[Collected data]

━━━━━━━━

use aide::{
	openapi::{SecurityScheme, Tag},
	transform::TransformOpenApi,
};

use crate::{
	error::{ErrorBody, Message},
	extract::Json,
};

pub const SECURITY_SCHEME_BEARER: &str = "Bearer";

pub mod tag {
	pub const AUTH: &str = "Auth";
	pub const USER: &str = "User";
	pub const POST: &str = "Post";
	pub const COMMENT: &str = "Comment";
}

pub fn docs(api: TransformOpenApi) -> TransformOpenApi {
	api.title("Social API")
		.summary("Users, posts, comments and likes")
		.description(include_str!("../README.md"))
		.tag(Tag {
			name: tag::AUTH.into(),
			description: Some("Registration and JWT issuance".into()),
			..Default::default()
		})
		.tag(Tag {
			name: tag::USER.into(),
			description: Some("User profiles".into()),
			..Default::default()
		})
		.tag(Tag {
			name: tag::POST.into(),
			description: Some("Posts and likes".into()),
			..Default::default()
		})
		.tag(Tag {
			name: tag::COMMENT.into(),
			description: Some("Comments, nested under their post".into()),
			..Default::default()
		})
		.security_scheme(
			SECURITY_SCHEME_BEARER,
			SecurityScheme::Http {
				scheme: "bearer".into(),
				bearer_format: Some("JWT".into()),
				description: Some("An access token from /auth/login or /auth/register".into()),
				extensions: Default::default(),
			},
		)
		.default_response_with::<Json<ErrorBody>, _>(|res| {
			res.example(ErrorBody {
				errors: Message::new("error message")
					.field("optional field")
					.detail("key", "value")
					.into_vec(),
			})
		})
}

━━━━━━━━

◆ TASK BRIEF:
Write out each line of the data above again, exactly as given.

◆ TASK RESULT:
use aide::{
	openapi::{SecurityScheme, Tag},
	transform::TransformOpenApi,
};

use crate::{
	error::{ErrorBody, Message},
	extract::Json,
};

pub const SECURITY_SCHEME_BEARER: &str = "Bearer";

pub mod tag {
	pub const AUTH: &str = "Auth";
	pub const USER: &str = "User";
	pub const POST: &str = "Post";
	pub const COMMENT: &str = "Comment";
}

pub fn docs(api: TransformOpenApi) -> TransformOpenApi {
	api.title("Social API")
		.summary("Users, posts, comments and likes")
		.description(include_str!("../README.md"))
		.tag(Tag {
			name: tag::AUTH.into(),
			description: Some("Registration and JWT issuance".into()),
			..Default::default()
		})
		.tag(Tag {
			name: tag::USER.into(),
			description: Some("User profiles".into()),
			..Default::default()
		})
		.tag(Tag {
			name: tag::POST.into(),
			description: Some("Posts and likes".into()),
			..Default::default()
		})
		.tag(Tag {
			name: tag::COMMENT.into(),
			description: Some("Comments, nested under their post".into()),
			..Default::default()
		})
		.security_scheme(
			SECURITY_SCHEME_BEARER,
			SecurityScheme::Http {
				scheme: "bearer".into(),
				bearer_format: Some("JWT".into()),
				description: Some("An access token from /auth/login or /auth/register".into()),
				extensions: Default::default(),
			},
		)
		.default_response_with::<Json<ErrorBody>, _>(|res| {
			res.example(ErrorBody {
				errors: Message::new("error message")
					.field("optional field")
					.detail("key", "value")
					.into_vec(),
			})
		})
}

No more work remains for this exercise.